Assignment
The data shown below should all be retyped exactly.

[Data records]
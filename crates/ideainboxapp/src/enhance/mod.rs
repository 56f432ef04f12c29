//! # Enhancers
//!
//! An [`Enhancer`] turns raw text into a [`Note`]. There are two variants:
//!
//! - [`LocalEnhancer`]: the offline heuristics in [`crate::normalize`].
//! - [`ServiceEnhancer`]: one request/response exchange with an external
//!   text-enhancement service, whose answer is validated and completed so it
//!   satisfies the same contract as the local normalizer.
//!
//! Which one runs first is configuration ([`EnhancerKind`]). Whatever the
//! primary is, [`enhance_with_fallback`] guarantees the user reaches a preview:
//!
//! ```text
//! primary ──ok──────────────────────────────► note
//!    │ validation error ──────────────────────► error (user must fix input)
//!    │ other error
//!    ▼
//! local ───ok──────────────────────────────► note (fallback)
//!    │ other error
//!    ▼
//! Note::fallback(raw) ──────────────────────► note (minimal)
//! ```

pub mod local;
pub mod service;

use crate::error::Result;
use crate::model::Note;
use serde::{Deserialize, Serialize};

pub use local::LocalEnhancer;
pub use service::ServiceEnhancer;

#[derive(Debug, Clone, Copy, PartialEq, Eq, Default, Serialize, Deserialize)]
#[serde(rename_all = "lowercase")]
pub enum EnhancerKind {
    #[default]
    Local,
    Service,
}

impl std::fmt::Display for EnhancerKind {
    fn fmt(&self, f: &mut std::fmt::Formatter<'_>) -> std::fmt::Result {
        match self {
            EnhancerKind::Local => write!(f, "local"),
            EnhancerKind::Service => write!(f, "service"),
        }
    }
}

impl std::str::FromStr for EnhancerKind {
    type Err = String;

    fn from_str(s: &str) -> std::result::Result<Self, Self::Err> {
        match s.trim().to_ascii_lowercase().as_str() {
            "local" => Ok(EnhancerKind::Local),
            "service" => Ok(EnhancerKind::Service),
            other => Err(format!("unknown enhancer: {}", other)),
        }
    }
}

/// Produces a [`Note`] from raw text.
pub trait Enhancer {
    fn kind(&self) -> EnhancerKind;

    fn enhance(&self, raw: &str) -> Result<Note>;
}

impl Enhancer for Box<dyn Enhancer> {
    fn kind(&self) -> EnhancerKind {
        (**self).kind()
    }

    fn enhance(&self, raw: &str) -> Result<Note> {
        (**self).enhance(raw)
    }
}

/// Where the note in an [`Enhanced`] came from.
#[derive(Debug, Clone, Copy, PartialEq, Eq, Serialize)]
#[serde(rename_all = "lowercase")]
pub enum NoteSource {
    Service,
    Local,
    Fallback,
}

#[derive(Debug, Clone)]
pub struct Enhanced {
    pub note: Note,
    pub source: NoteSource,
    /// Why the primary enhancer was bypassed, if it was.
    pub fallback_reason: Option<String>,
}

impl Enhanced {
    pub fn used_fallback(&self) -> bool {
        self.fallback_reason.is_some()
    }
}

fn source_of(kind: EnhancerKind) -> NoteSource {
    match kind {
        EnhancerKind::Local => NoteSource::Local,
        EnhancerKind::Service => NoteSource::Service,
    }
}

/// Runs `primary`, falling back to `local` and then to [`Note::fallback`].
///
/// Validation errors are returned unchanged from either step.
pub fn enhance_with_fallback(
    primary: &dyn Enhancer,
    local: &dyn Enhancer,
    raw: &str,
) -> Result<Enhanced> {
    let primary_err = match primary.enhance(raw) {
        Ok(note) => {
            return Ok(Enhanced {
                note,
                source: source_of(primary.kind()),
                fallback_reason: None,
            })
        }
        Err(e) if e.is_validation() => return Err(e),
        Err(e) => e,
    };

    tracing::warn!(
        "{} enhancer failed, using local processing: {}",
        primary.kind(),
        primary_err
    );

    match local.enhance(raw) {
        Ok(note) => Ok(Enhanced {
            note,
            source: NoteSource::Local,
            fallback_reason: Some(primary_err.to_string()),
        }),
        Err(e) if e.is_validation() => Err(e),
        Err(e) => {
            tracing::warn!("local enhancer failed, using minimal note: {}", e);
            Ok(Enhanced {
                note: Note::fallback(raw),
                source: NoteSource::Fallback,
                fallback_reason: Some(format!("{}; {}", primary_err, e)),
            })
        }
    }
}

#[cfg(test)]
pub(crate) mod testing {
    use super::*;
    use crate::error::{InboxError, ValidationError};
    use std::cell::Cell;

    /// Scripted enhancer for tests.
    pub struct StubEnhancer {
        pub kind: EnhancerKind,
        pub outcome: fn(&str) -> Result<Note>,
        pub calls: Cell<usize>,
    }

    impl StubEnhancer {
        pub fn new(kind: EnhancerKind, outcome: fn(&str) -> Result<Note>) -> Self {
            Self {
                kind,
                outcome,
                calls: Cell::new(0),
            }
        }

        pub fn failing(kind: EnhancerKind) -> Self {
            Self::new(kind, |_| Err(InboxError::Enhancement("boom".into())))
        }

        pub fn rejecting(kind: EnhancerKind) -> Self {
            Self::new(kind, |_| Err(ValidationError::Empty.into()))
        }

        pub fn fixed(kind: EnhancerKind) -> Self {
            Self::new(kind, |_| {
                Ok(Note::new("Stub", "# Stub\n\nbody", vec!["stub".into()]))
            })
        }
    }

    impl Enhancer for StubEnhancer {
        fn kind(&self) -> EnhancerKind {
            self.kind
        }

        fn enhance(&self, raw: &str) -> Result<Note> {
            self.calls.set(self.calls.get() + 1);
            (self.outcome)(raw)
        }
    }
}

Task answer
filename crates/ideainboxapp/src/enhance/mod.rs
repository 56f432ef04f12c29
//! # Enhancers
//!
//! An [`Enhancer`] turns raw text into a [`Note`]. There are two variants:
//!
//! - [`LocalEnhancer`]: the offline heuristics in [`crate::normalize`].
//! - [`ServiceEnhancer`]: one request/response exchange with an external
//!   text-enhancement service, whose answer is validated and completed so it
//!   satisfies the same contract as the local normalizer.
//!
//! Which one runs first is configuration ([`EnhancerKind`]). Whatever the
//! primary is, [`enhance_with_fallback`] guarantees the user reaches a preview:
//!
//! ```text
//! primary ──ok──────────────────────────────► note
//!    │ validation error ──────────────────────► error (user must fix input)
//!    │ other error
//!    ▼
//! local ───ok──────────────────────────────► note (fallback)
//!    │ other error
//!    ▼
//! Note::fallback(raw) ──────────────────────► note (minimal)
//! ```

pub mod local;
pub mod service;

use crate::error::Result;
use crate::model::Note;
use serde::{Deserialize, Serialize};

pub use local::LocalEnhancer;
pub use service::ServiceEnhancer;

#[derive(Debug, Clone, Copy, PartialEq, Eq, Default, Serialize, Deserialize)]
#[serde(rename_all = "lowercase")]
pub enum EnhancerKind {
    #[default]
    Local,
    Service,
}

impl std::fmt::Display for EnhancerKind {
    fn fmt(&self, f: &mut std::fmt::Formatter<'_>) -> std::fmt::Result {
        match self {
            EnhancerKind::Local => write!(f, "local"),
            EnhancerKind::Service => write!(f, "service"),
        }
    }
}

impl std::str::FromStr for EnhancerKind {
    type Err = String;

    fn from_str(s: &str) -> std::result::Result<Self, Self::Err> {
        match s.trim().to_ascii_lowercase().as_str() {
            "local" => Ok(EnhancerKind::Local),
            "service" => Ok(EnhancerKind::Service),
            other => Err(format!("unknown enhancer: {}", other)),
        }
    }
}

/// Produces a [`Note`] from raw text.
pub trait Enhancer {
    fn kind(&self) -> EnhancerKind;

    fn enhance(&self, raw: &str) -> Result<Note>;
}

impl Enhancer for Box<dyn Enhancer> {
    fn kind(&self) -> EnhancerKind {
        (**self).kind()
    }

    fn enhance(&self, raw: &str) -> Result<Note> {
        (**self).enhance(raw)
    }
}

/// Where the note in an [`Enhanced`] came from.
#[derive(Debug, Clone, Copy, PartialEq, Eq, Serialize)]
#[serde(rename_all = "lowercase")]
pub enum NoteSource {
    Service,
    Local,
    Fallback,
}

#[derive(Debug, Clone)]
pub struct Enhanced {
    pub note: Note,
    pub source: NoteSource,
    /// Why the primary enhancer was bypassed, if it was.
    pub fallback_reason: Option<String>,
}

impl Enhanced {
    pub fn used_fallback(&self) -> bool {
        self.fallback_reason.is_some()
    }
}

fn source_of(kind: EnhancerKind) -> NoteSource {
    match kind {
        EnhancerKind::Local => NoteSource::Local,
        EnhancerKind::Service => NoteSource::Service,
    }
}

/// Runs `primary`, falling back to `local` and then to [`Note::fallback`].
///
/// Validation errors are returned unchanged from either step.
pub fn enhance_with_fallback(
    primary: &dyn Enhancer,
    local: &dyn Enhancer,
    raw: &str,
) -> Result<Enhanced> {
    let primary_err = match primary.enhance(raw) {
        Ok(note) => {
            return Ok(Enhanced {
                note,
                source: source_of(primary.kind()),
                fallback_reason: None,
            })
        }
        Err(e) if e.is_validation() => return Err(e),
        Err(e) => e,
    };

    tracing::warn!(
        "{} enhancer failed, using local processing: {}",
        primary.kind(),
        primary_err
    );

    match local.enhance(raw) {
        Ok(note) => Ok(Enhanced {
            note,
            source: NoteSource::Local,
            fallback_reason: Some(primary_err.to_string()),
        }),
        Err(e) if e.is_validation() => Err(e),
        Err(e) => {
            tracing::warn!("local enhancer failed, using minimal note: {}", e);
            Ok(Enhanced {
                note: Note::fallback(raw),
                source: NoteSource::Fallback,
                fallback_reason: Some(format!("{}; {}", primary_err, e)),
            })
        }
    }
}

#[cfg(test)]
pub(crate) mod testing {
    use super::*;
    use crate::error::{InboxError, ValidationError};
    use std::cell::Cell;

    /// Scripted enhancer for tests.
    pub struct StubEnhancer {
        pub kind: EnhancerKind,
        pub outcome: fn(&str) -> Result<Note>,
        pub calls: Cell<usize>,
    }

    impl StubEnhancer {
        pub fn new(kind: EnhancerKind, outcome: fn(&str) -> Result<Note>) -> Self {
            Self {
                kind,
                outcome,
                calls: Cell::new(0),
            }
        }

        pub fn failing(kind: EnhancerKind) -> Self {
            Self::new(kind, |_| Err(InboxError::Enhancement("boom".into())))
        }

        pub fn rejecting(kind: EnhancerKind) -> Self {
            Self::new(kind, |_| Err(ValidationError::Empty.into()))
        }

        pub fn fixed(kind: EnhancerKind) -> Self {
            Self::new(kind, |_| {
                Ok(Note::new("Stub", "# Stub\n\nbody", vec!["stub".into()]))
            })
        }
    }

    impl Enhancer for StubEnhancer {
        fn kind(&self) -> EnhancerKind {
            self.kind
        }

        fn enhance(&self, raw: &str) -> Result<Note> {
            self.calls.set(self.calls.get() + 1);
            (self.outcome)(raw)
        }
    }
}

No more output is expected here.